Make Your Movie: What You Need to Know About the Business and Politics of Filmmaking
by Barbara Freedman Doyle
Focal Press
Paperbound, 305 pps., $24.95
ISBN: 978-0-240-82155-9

Currently Chair of the Film Division of Chapman University’s Dodge College of Film and Media Arts, Barbara Freedman Doyle has been well seasoned in the motion picture world as production supervisor on many projects for TV and film. She has written a very useful book about how to work with people in the film industry that is also about “who they are, what they do, and what they need.” In making and completing a film, the complexities of “that process can be manageable or heartbreaking, exciting or brutal, your personal black hole,” Doyle writes. “Usually it’s all those things at once.”

Doyle’s pragmatic handbook deals with all the essential aspects of filmmaking apart from the actual craft itself. And, as important as that craft is, she writes, “It is also imperative that you realize that in a high-stakes, personality-driven, high-visibility business, you have to watch and listen, ask the right people the right questions, know when it’s personal and when it’s not, and develop an instinct about the dance that goes on between the two.”

The Complete Filmmaker’s Guide to Film Festivals: Your All Access Pass to Launching Your Film on the Festival Circuit
by Rona Edwards and Monika Skerbelis 
Michael Wiese Productions
Softbound, 285 pps., $26.95
ISBN-13: 978-1615930883

Once a film is completed, the real work begins. That job consists of getting people to see the movie, and film festivals are one of the best ways to achieve that visibility. “A film festival can be your ticket to financial independence or, at the very least, to get others to believe and invest in your talents,” write the authors. “But you have to know how to infiltrate the circuit so that you and your film get noticed.” That process of infiltration can cost money, so Rona Edwards and Monika Skerbelis recommend “including a film festival line item in your [film’s] budget that will help defray the costs and not surprise you later on with how expensive film festivals can get.”

Since 2000, Skerbelis has been programming films for the Big Bear Lake International Film Festival and that wealth of experience has informed this book. In 14 succinctly written chapters, essential information is provided to filmmakers setting forth on the festival circuits. A highly useful list of resources at the end of the book includes many film festival websites, distribution sources, digital film and file-sharing sites, publications and resources for DVD replication and duplication.

Dead Stars, An Entertainment
by Bruce Wagner
Blue Rider Press
Hardbound, 604 pps., $35.00
ISBN: 978-0-399-15935-0

Bruce Wagner is an assiduous, long-time chronicler of the dark underside of Hollywood.

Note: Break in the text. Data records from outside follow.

//! Durable keyed string store.
//!
//! One JSON object file holding every key, read once at open and rewritten
//! on every change. A missing or unreadable file reads as an empty store.

use std::collections::BTreeMap;
use std::path::{Path, PathBuf};

use serde::de::DeserializeOwned;
use serde::Serialize;
use tokio::sync::RwLock;

use crate::error::CacheError;

/// Key holding the serialized page document.
pub const CONTENT_KEY: &str = "websiteContent";

/// Key holding the `"true"`/`"false"` authentication flag.
pub const AUTH_KEY: &str = "isAuthenticated";

/// Key holding the bearer token of the signed-in user.
pub const TOKEN_KEY: &str = "authToken";

/// Key holding the last active page name.
pub const PAGE_KEY: &str = "currentPage";

/// Process-wide keyed store.
#[derive(Debug)]
pub struct LocalCache {
    path: Option<PathBuf>,
    entries: RwLock<BTreeMap<String, String>>,
}

impl LocalCache {
    /// Open the cache file at `path`, creating nothing until the first write.
    pub async fn open(path: impl Into<PathBuf>) -> Self {
        let path = path.into();
        let entries = match tokio::fs::read_to_string(&path).await {
            Ok(text) => match serde_json::from_str(&text) {
                Ok(entries) => entries,
                Err(e) => {
                    tracing::warn!("Ignoring corrupt cache file {}: {}", path.display(), e);
                    BTreeMap::new()
                }
            },
            Err(e) if e.kind() == std::io::ErrorKind::NotFound => BTreeMap::new(),
            Err(e) => {
                tracing::warn!("Failed to read cache file {}: {}", path.display(), e);
                BTreeMap::new()
            }
        };

        tracing::debug!("Opened cache {} with {} keys", path.display(), entries.len());

        Self {
            path: Some(path),
            entries: RwLock::new(entries),
        }
    }

    /// A cache that lives only as long as the process.
    pub fn in_memory() -> Self {
        Self {
            path: None,
            entries: RwLock::new(BTreeMap::new()),
        }
    }

    pub fn path(&self) -> Option<&Path> {
        self.path.as_deref()
    }

    pub async fn get(&self, key: &str) -> Option<String> {
        self.entries.read().await.get(key).cloned()
    }

    pub async fn set(&self, key: &str, value: impl Into<String>) -> Result<(), CacheError> {
        let mut entries = self.entries.write().await;
        entries.insert(key.to_string(), value.into());
        self.flush(&entries).await
    }

    pub async fn remove(&self, key: &str) -> Result<(), CacheError> {
        let mut entries = self.entries.write().await;
        if entries.remove(key).is_some() {
            self.flush(&entries).await?;
        }
        Ok(())
    }

    /// Decode a JSON value stored under `key`. Undecodable values read as
    /// absent.
    pub async fn get_json<T: DeserializeOwned>(&self, key: &str) -> Option<T> {
        let raw = self.get(key).await?;
        match serde_json::from_str(&raw) {
            Ok(value) => Some(value),
            Err(e) => {
                tracing::warn!("Ignoring undecodable cache entry {}: {}", key, e);
                None
            }
        }
    }

    pub async fn set_json<T: Serialize>(&self, key: &str, value: &T) -> Result<(), CacheError> {
        let raw = serde_json::to_string(value).map_err(|e| CacheError::Encode(e.to_string()))?;
        self.set(key, raw).await
    }

    async fn flush(&self, entries: &BTreeMap<String, String>) -> Result<(), CacheError> {
        let Some(path) = &self.path else {
            return Ok(());
        };

        let write_err = |e: std::io::Error| CacheError::Write {
            path: path.display().to_string(),
            message: e.to_string(),
        };

        let text =
            serde_json::to_string_pretty(entries).map_err(|e| CacheError::Encode(e.to_string()))?;

        if let Some(parent) = path.parent().filter(|p| !p.as_os_str().is_empty()) {
            tokio::fs::create_dir_all(parent).await.map_err(write_err)?;
        }

        // Write beside the target and rename so readers never see half a file.
        let tmp = path.with_extension("tmp");
        tokio::fs::write(&tmp, text).await.map_err(write_err)?;
        tokio::fs::rename(&tmp, path).await.map_err(write_err)?;

        Ok(())
    }
}

#[cfg(test)]
mod tests {
    use super::*;
    use tempfile::tempdir;

    #[tokio::test]
    async fn persists_across_reopen() {
        let temp = tempdir().unwrap();
        let path = temp.path().join("cache.json");

        let cache = LocalCache::open(&path).await;
        cache.set(PAGE_KEY, "dashboard").await.unwrap();
        cache.set(AUTH_KEY, "true").await.unwrap();
        drop(cache);

        let reopened = LocalCache::open(&path).await;
        assert_eq!(reopened.get(PAGE_KEY).await.as_deref(), Some("dashboard"));
        assert_eq!(reopened.get(AUTH_KEY).await.as_deref(), Some("true"));
    }

    #[tokio::test]
    async fn missing_file_is_empty() {
        let temp = tempdir().unwrap();
        let cache = LocalCache::open(temp.path().join("absent.json")).await;

        assert_eq!(cache.get(CONTENT_KEY).await, None);
    }

    #[tokio::test]
    async fn corrupt_file_is_empty() {
        let temp = tempdir().unwrap();
        let path = temp.path().join("cache.json");
        std::fs::write(&path, "{not json").unwrap();

        let cache = LocalCache::open(&path).await;
        assert_eq!(cache.get(CONTENT_KEY).await, None);

        cache.set(CONTENT_KEY, "{}").await.unwrap();
        assert_eq!(LocalCache::open(&path).await.get(CONTENT_KEY).await.as_deref(), Some("{}"));
    }

    #[tokio::test]
    async fn removes_keys() {
        let cache = LocalCache::in_memory();
        cache.set(TOKEN_KEY, "abc").await.unwrap();
        cache.remove(TOKEN_KEY).await.unwrap();

        assert_eq!(cache.get(TOKEN_KEY).await, None);
        assert!(cache.path().is_none());
    }

    #[tokio::test]
    async fn undecodable_json_reads_as_absent() {
        let cache = LocalCache::in_memory();
        cache.set(CONTENT_KEY, "[1, 2").await.unwrap();

        let value: Option<Vec<u32>> = cache.get_json(CONTENT_KEY).await;
        assert_eq!(value, None);

        cache.set_json(CONTENT_KEY, &vec![1u32, 2]).await.unwrap();
        let value: Option<Vec<u32>> = cache.get_json(CONTENT_KEY).await;
        assert_eq!(value, Some(vec![1, 2]));
    }
}
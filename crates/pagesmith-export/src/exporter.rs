//! Single-file HTML export.

use std::path::{Path, PathBuf};
use std::time::Instant;

use tokio::sync::Mutex;

use pagesmith_model::{BlobSource, ContentDocument};

use crate::assets::AssetPipeline;
use crate::resolve::ResolvedImages;
use crate::templates::{PageContext, TemplateEngine};

/// Configuration for exporting a page.
#[derive(Debug, Clone)]
pub struct ExportConfig {
    /// Name of the written file
    pub file_name: String,

    /// Minify the embedded stylesheet
    pub minify: bool,

    /// `<title>` used when the banner has none
    pub fallback_title: String,
}

impl Default for ExportConfig {
    fn default() -> Self {
        Self {
            file_name: "my-website.html".to_string(),
            minify: true,
            fallback_title: "My Website".to_string(),
        }
    }
}

/// A rendered page.
#[derive(Debug, Clone)]
pub struct RenderedPage {
    /// The complete HTML document
    pub html: String,

    /// Local images embedded as data URIs
    pub images_embedded: usize,

    /// Local images that could not be read and were left out
    pub images_dropped: usize,
}

/// Result of an export to disk.
#[derive(Debug)]
pub struct ExportResult {
    /// Written file
    pub path: PathBuf,

    /// Size of the written file in bytes
    pub bytes: usize,

    pub images_embedded: usize,
    pub images_dropped: usize,

    /// Total export time in milliseconds
    pub duration_ms: u64,
}

/// Errors that can occur during export.
#[derive(Debug, thiserror::Error)]
pub enum ExportError {
    #[error("Failed to render template: {0}")]
    TemplateError(String),

    #[error("Failed to write output: {path}: {message}")]
    WriteError { path: String, message: String },
}

/// Renders documents into self-contained HTML files.
///
/// Exports are serialized: a second export waits for the one in flight.
pub struct Exporter<S: BlobSource> {
    config: ExportConfig,
    source: S,
    templates: TemplateEngine,
    in_flight: Mutex<()>,
}

impl<S: BlobSource> Exporter<S> {
    /// Create an exporter reading local images from `source`.
    pub fn new(config: ExportConfig, source: S) -> Self {
        Self {
            config,
            source,
            templates: TemplateEngine::new(),
            in_flight: Mutex::new(()),
        }
    }

    pub fn config(&self) -> &ExportConfig {
        &self.config
    }

    /// Whether an export is currently running.
    pub fn is_exporting(&self) -> bool {
        self.in_flight.try_lock().is_err()
    }

    /// Render `doc` to a complete HTML document.
    pub async fn export(&self, doc: &ContentDocument) -> Result<String, ExportError> {
        Ok(self.render(doc).await?.html)
    }

    /// Render `doc` with embedding statistics.
    pub async fn render(&self, doc: &ContentDocument) -> Result<RenderedPage, ExportError> {
        let _guard = self.in_flight.lock().await;

        let images = ResolvedImages::collect(doc, &self.source).await;
        let stylesheet = AssetPipeline::embedded_stylesheet(self.config.minify);
        let context = PageContext::build(doc, &images, &self.config.fallback_title, stylesheet);

        let html = self
            .templates
            .render_page(&context)
            .map_err(|e| ExportError::TemplateError(e.to_string()))?;

        tracing::debug!(
            "Rendered page with {} sections ({} bytes)",
            doc.sections.len(),
            html.len()
        );

        Ok(RenderedPage {
            html,
            images_embedded: images.embedded_count(),
            images_dropped: images.failed().len(),
        })
    }

    /// Render `doc` and write it into `dir` under the configured file name.
    pub async fn export_to(
        &self,
        doc: &ContentDocument,
        dir: &Path,
    ) -> Result<ExportResult, ExportError> {
        let start = Instant::now();
        let page = self.render(doc).await?;

        let write_error = |path: &Path, e: std::io::Error| ExportError::WriteError {
            path: path.display().to_string(),
            message: e.to_string(),
        };

        tokio::fs::create_dir_all(dir)
            .await
            .map_err(|e| write_error(dir, e))?;

        let path = dir.join(&self.config.file_name);
        tokio::fs::write(&path, &page.html)
            .await
            .map_err(|e| write_error(&path, e))?;

        tracing::info!("Exported {}", path.display());

        Ok(ExportResult {
            path,
            bytes: page.html.len(),
            images_embedded: page.images_embedded,
            images_dropped: page.images_dropped,
            duration_ms: start.elapsed().as_millis() as u64,
        })
    }
}
//! Write a default configuration file.

use std::path::Path;

use anyhow::{Context, Result};

use crate::config::DEFAULT_CONFIG;

/// Run the init command.
pub async fn run(config_path: &Path, yes: bool) -> Result<()> {
    if config_path.exists() && !yes {
        tracing::warn!(
            "{} already exists. Use --yes to overwrite.",
            config_path.display()
        );
        return Ok(());
    }

    tokio::fs::write(config_path, DEFAULT_CONFIG)
        .await
        .with_context(|| format!("Failed to write {}", config_path.display()))?;
    tracing::info!("Created {}", config_path.display());
    tracing::info!("Run 'pagesmith serve' to start the content API.");

    Ok(())
}

#[cfg(test)]
mod tests {
    use super::*;
    use tempfile::TempDir;

    #[tokio::test]
    async fn keeps_existing_config_without_yes() {
        let dir = TempDir::new().unwrap();
        let path = dir.path().join("pagesmith.toml");
        std::fs::write(&path, "# mine").unwrap();

        run(&path, false).await.unwrap();
        assert_eq!(std::fs::read_to_string(&path).unwrap(), "# mine");

        run(&path, true).await.unwrap();
        assert_eq!(std::fs::read_to_string(&path).unwrap(), DEFAULT_CONFIG);
    }
}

A few years ago at a book signing, I complimented him on his first novel, Force Majeur (1991), and when I told him that I thought it was as “scabrously dark” as Nathanael West’s Day of the Locust (1939), he beamed with delight and received my comment as high praise. Mixing imaginary and real-life characters, Wagner’s hapless screenwriter Bud Wiggins from Force Majeur is back once again in his new novel. It is highly contemporary in its references to digital culture, the Internet and reality television, and it is gorgeously printed with red and black ink. This book is essential reading for fans of the Hollywood novel.
Beautiful Ruins, A Novel
by Jess Walter
Harper
Hardbound, 337 pps., $25.99
ISBN: 978-0-06-192812-3  

Like Wagner, Jess Walter skewers celebrity culture and Hollywood in his new novel, Beautiful Ruins, but to an entirely different effect. This epic fiction elapses over a span of 50 years and largely takes place on the set of Cleopatra in Italy in 1962. The lead character is a dying American starlet and, along with various husbands and wives, an ancient movie producer and Richard Burton himself, inhabits an outsize cast of flawed but fascinating people — all of whom are subsumed in movie culture. Walter has contrived a hugely entertaining fiction that bids fair to become an enduring literary classic and, possibly, a big motion picture.